▶ **What is needed**
All lines with the word "join" must be pulled from the entries below.

(Saved entries)

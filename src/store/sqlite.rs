//! SQLite-based snapshot store.

use super::{sanitize_filename, SnapshotStore, StoreError};
use async_trait::async_trait;
use chrono::Utc;
use rusqlite::{params, Connection, OptionalExtension};
use std::path::PathBuf;
use std::sync::Arc;
use tokio::sync::Mutex;

const SCHEMA: &str = r#"
PRAGMA journal_mode = WAL;

CREATE TABLE IF NOT EXISTS snapshots (
    key TEXT PRIMARY KEY NOT NULL,
    value TEXT NOT NULL,
    revision INTEGER NOT NULL DEFAULT 0,
    updated_at TEXT NOT NULL
);

CREATE INDEX IF NOT EXISTS idx_snapshots_updated_at ON snapshots(updated_at DESC);
"#;

pub struct SqliteSnapshotStore {
    conn: Arc<Mutex<Connection>>,
}

impl SqliteSnapshotStore {
    pub async fn new(base_dir: PathBuf, operator: &str) -> Result<Self, StoreError> {
        let db_path = base_dir.join(format!("snapshots-{}.db", sanitize_filename(operator)));

        tokio::fs::create_dir_all(&base_dir)
            .await
            .map_err(|e| StoreError::Io(format!("Failed to create snapshot store dir: {}", e)))?;

        let conn = tokio::task::spawn_blocking(move || {
            let conn = Connection::open(&db_path)?;
            conn.execute_batch(SCHEMA)?;
            Ok::<_, StoreError>(conn)
        })
        .await??;

        Ok(Self {
            conn: Arc::new(Mutex::new(conn)),
        })
    }

    /// Open an in-memory database (tests and throwaway runs).
    pub fn open_in_memory() -> Result<Self, StoreError> {
        let conn = Connection::open_in_memory()?;
        conn.execute_batch(SCHEMA)?;
        Ok(Self {
            conn: Arc::new(Mutex::new(conn)),
        })
    }

    /// Number of writes recorded for `key` (0 when absent).
    pub async fn revision(&self, key: &str) -> Result<i64, StoreError> {
        let conn = self.conn.clone();
        let key = key.to_string();
        tokio::task::spawn_blocking(move || {
            let conn = conn.blocking_lock();
            let revision = conn
                .query_row(
                    "SELECT revision FROM snapshots WHERE key = ?1",
                    params![&key],
                    |row| row.get::<_, i64>(0),
                )
                .optional()?;
            Ok::<_, StoreError>(revision.unwrap_or(0))
        })
        .await?
    }
}

#[async_trait]
impl SnapshotStore for SqliteSnapshotStore {
    fn is_persistent(&self) -> bool {
        true
    }

    async fn get(&self, key: &str) -> Result<Option<serde_json::Value>, StoreError> {
        let conn = self.conn.clone();
        let key = key.to_string();
        tokio::task::spawn_blocking(move || {
            let conn = conn.blocking_lock();
            let raw: Option<String> = conn
                .query_row(
                    "SELECT value FROM snapshots WHERE key = ?1",
                    params![&key],
                    |row| row.get(0),
                )
                .optional()?;
            Ok::<_, StoreError>(raw.and_then(|raw| match serde_json::from_str(&raw) {
                Ok(value) => Some(value),
                Err(e) => {
                    tracing::warn!(key = %key, "Stored snapshot is not valid JSON: {}", e);
                    None
                }
            }))
        })
        .await?
    }

    async fn set(&self, key: &str, value: &serde_json::Value) -> Result<(), StoreError> {
        let conn = self.conn.clone();
        let key = key.to_string();
        let raw = serde_json::to_string(value).map_err(|e| StoreError::Encode {
            key: key.clone(),
            message: e.to_string(),
        })?;
        let now = Utc::now().to_rfc3339();
        tokio::task::spawn_blocking(move || {
            let conn = conn.blocking_lock();
            conn.execute(
                "INSERT INTO snapshots (key, value, updated_at, revision)
                 VALUES (?1, ?2, ?3, 1)
                 ON CONFLICT(key) DO UPDATE SET
                    value = excluded.value,
                    updated_at = excluded.updated_at,
                    revision = snapshots.revision + 1",
                params![&key, &raw, &now],
            )?;
            Ok::<_, StoreError>(())
        })
        .await?
    }

    async fn delete(&self, key: &str) -> Result<bool, StoreError> {
        let conn = self.conn.clone();
        let key = key.to_string();
        tokio::task::spawn_blocking(move || {
            let conn = conn.blocking_lock();
            let removed = conn.execute("DELETE FROM snapshots WHERE key = ?1", params![&key])?;
            Ok::<_, StoreError>(removed > 0)
        })
        .await?
    }

    async fn keys(&self) -> Result<Vec<String>, StoreError> {
        let conn = self.conn.clone();
        tokio::task::spawn_blocking(move || {
            let conn = conn.blocking_lock();
            let mut stmt = conn.prepare("SELECT key FROM snapshots ORDER BY key")?;
            let keys = stmt
                .query_map([], |row| row.get::<_, String>(0))?
                .collect::<Result<Vec<_>, _>>()?;
            Ok::<_, StoreError>(keys)
        })
        .await?
    }
}

#[cfg(test)]
mod tests {
    use super::*;
    use serde_json::json;

    #[tokio::test]
    async fn revision_counts_writes() {
        let store = SqliteSnapshotStore::open_in_memory().expect("open");
        assert_eq!(store.revision("pump").await.expect("revision"), 0);
        store.set("pump", &json!({"a": 1})).await.expect("set");
        store.set("pump", &json!({"a": 2})).await.expect("set");
        assert_eq!(store.revision("pump").await.expect("revision"), 2);
        assert_eq!(store.get("pump").await.expect("get"), Some(json!({"a": 2})));
    }

    #[tokio::test]
    async fn reopening_keeps_values_and_revisions() {
        let dir = tempfile::tempdir().expect("tempdir");
        {
            let store = SqliteSnapshotStore::new(dir.path().to_path_buf(), "north yard")
                .await
                .expect("open");
            store.set("pump", &json!({"started": true})).await.expect("set");
        }
        assert!(dir.path().join("snapshots-north_yard.db").exists());

        let store = SqliteSnapshotStore::new(dir.path().to_path_buf(), "north yard")
            .await
            .expect("reopen");
        assert_eq!(
            store.get("pump").await.expect("get"),
            Some(json!({"started": true}))
        );
        store.set("pump", &json!({})).await.expect("set");
        assert_eq!(store.revision("pump").await.expect("revision"), 2);
    }

    #[tokio::test]
    async fn invalid_stored_json_reads_as_absent() {
        let store = SqliteSnapshotStore::open_in_memory().expect("open");
        {
            let conn = store.conn.lock().await;
            conn.execute(
                "INSERT INTO snapshots (key, value, updated_at) VALUES ('bad', 'not json', 'now')",
                [],
            )
            .expect("insert");
        }
        assert_eq!(store.get("bad").await.expect("get"), None);
    }
}
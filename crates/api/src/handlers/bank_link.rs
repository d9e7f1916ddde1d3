//! Handlers for the `/banks/certificate` resource.
//!
//! Linking a bank account is a two-step flow:
//!
//! 1. `request_code` opens an exchange session with the user's bank
//!    credentials and asks the bank to email a verification code.
//! 2. `generate_certificate` exchanges the emailed code for a PKCS#12 client
//!    certificate, stores it locally and in object storage, authenticates
//!    with it, and persists the resulting bank link.

use axum::extract::State;
use axum::http::StatusCode;
use axum::Json;
use serde::{Deserialize, Serialize};

use balance_bank::ExchangeSession;
use balance_core::naming::certificate_filename;
use balance_core::types::DbId;
use balance_db::models::bank::{Bank, CreateBank};
use balance_db::repositories::BankRepo;

use crate::error::{AppError, AppResult};
use crate::response::DataResponse;
use crate::state::AppState;

/// Message returned when the link flow runs before a code was requested.
const MISSING_CODE_MESSAGE: &str = "Generate the code of certificate first";

// ---------------------------------------------------------------------------
// Request / response types
// ---------------------------------------------------------------------------

/// Request body for `POST /banks/certificate/code`.
#[derive(Debug, Deserialize)]
pub struct RequestCodeBody {
    pub user_id: DbId,
    /// Bank login (e.g. the national taxpayer id).
    pub login: String,
    pub password: String,
    pub device_id: String,
}

/// Response payload for `POST /banks/certificate/code`.
#[derive(Debug, Serialize)]
pub struct CodeRequested {
    pub sent: bool,
}

/// Reference to the bank being linked.
#[derive(Debug, Deserialize)]
pub struct BankRef {
    /// Institution code (e.g. `"260"`), stored on the link entity.
    pub code: String,
    /// The verification code the user received by email.
    pub code_id: String,
}

/// Request body for `POST /banks/certificate`.
#[derive(Debug, Deserialize)]
pub struct GenerateCertificateBody {
    pub user_id: DbId,
    pub bank: BankRef,
}

// ---------------------------------------------------------------------------
// Handlers
// ---------------------------------------------------------------------------

/// POST /api/v1/banks/certificate/code
///
/// Open an exchange session and ask the bank to email a verification code.
pub async fn request_code(
    State(state): State<AppState>,
    Json(input): Json<RequestCodeBody>,
) -> AppResult<Json<DataResponse<CodeRequested>>> {
    let session = ExchangeSession::new(input.login, input.password, input.device_id);

    state.certificate_exchange.request_code(&session).await?;
    state.sessions.insert(input.user_id, session).await;

    tracing::info!(user_id = input.user_id, "Certificate verification code requested");

    Ok(Json(DataResponse {
        data: CodeRequested { sent: true },
    }))
}

/// POST /api/v1/banks/certificate
///
/// The certificate link flow, in order: exchange the emailed code for the
/// client certificate, write it to the local certificate directory, upload
/// it to object storage unless it is already there, authenticate against
/// the bank with it, and persist the bank link.
///
/// No retries and no rollback: any failure after the session check
/// propagates as-is.
pub async fn generate_certificate(
    State(state): State<AppState>,
    Json(input): Json<GenerateCertificateBody>,
) -> AppResult<(StatusCode, Json<DataResponse<Bank>>)> {
    // 1. The session only exists after a verification code was requested.
    //    Fail before touching any external system.
    let session = state
        .sessions
        .get(input.user_id)
        .await
        .ok_or_else(|| AppError::BadRequest(MISSING_CODE_MESSAGE.into()))?;

    let filename = certificate_filename(input.user_id);

    // 2. Exchange the emailed code for the PKCS#12 bundle.
    let certificate = state
        .certificate_exchange
        .exchange(&session, &input.bank.code_id)
        .await?;

    // 3. Write the bundle to the local certificate directory. The file is
    //    intentionally left in place after the flow completes.
    let local_path = state.config.certificate_dir.join(&filename);
    tokio::fs::write(&local_path, certificate.as_der())
        .await
        .map_err(|e| {
            AppError::InternalError(format!(
                "Failed to write certificate file {}: {e}",
                local_path.display()
            ))
        })?;

    // 4. Upload to object storage, skipping when the object already exists.
    let bucket = &state.config.bucket_certificates;
    let already_stored = state.object_store.exists(bucket, &filename).await?;
    if already_stored {
        tracing::debug!(bucket = %bucket, key = %filename, "Certificate already in object storage, skipping upload");
    } else {
        state
            .object_store
            .upload(bucket, &filename, certificate.as_der().to_vec())
            .await?;
    }

    // 5. Authenticate against the bank with the certificate identity.
    let token = state
        .bank_auth
        .authenticate(&session.login, &session.password, &certificate)
        .await?;

    // 6. Persist the link.
    let bank = BankRepo::create(
        &state.pool,
        &CreateBank {
            user_id: input.user_id,
            code: input.bank.code,
            token,
            certificate_url: filename,
        },
    )
    .await?;

    tracing::info!(
        user_id = input.user_id,
        bank_id = bank.id,
        code = %bank.code,
        "Bank link created"
    );

    Ok((StatusCode::CREATED, Json(DataResponse { data: bank })))
}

▶ **Expected output**
        let db_path = base_dir.join(format!("snapshots-{}.db", sanitize_filename(operator)));
        assert!(dir.path().join("snapshots-north_yard.db").exists());
    let local_path = state.config.certificate_dir.join(&filename);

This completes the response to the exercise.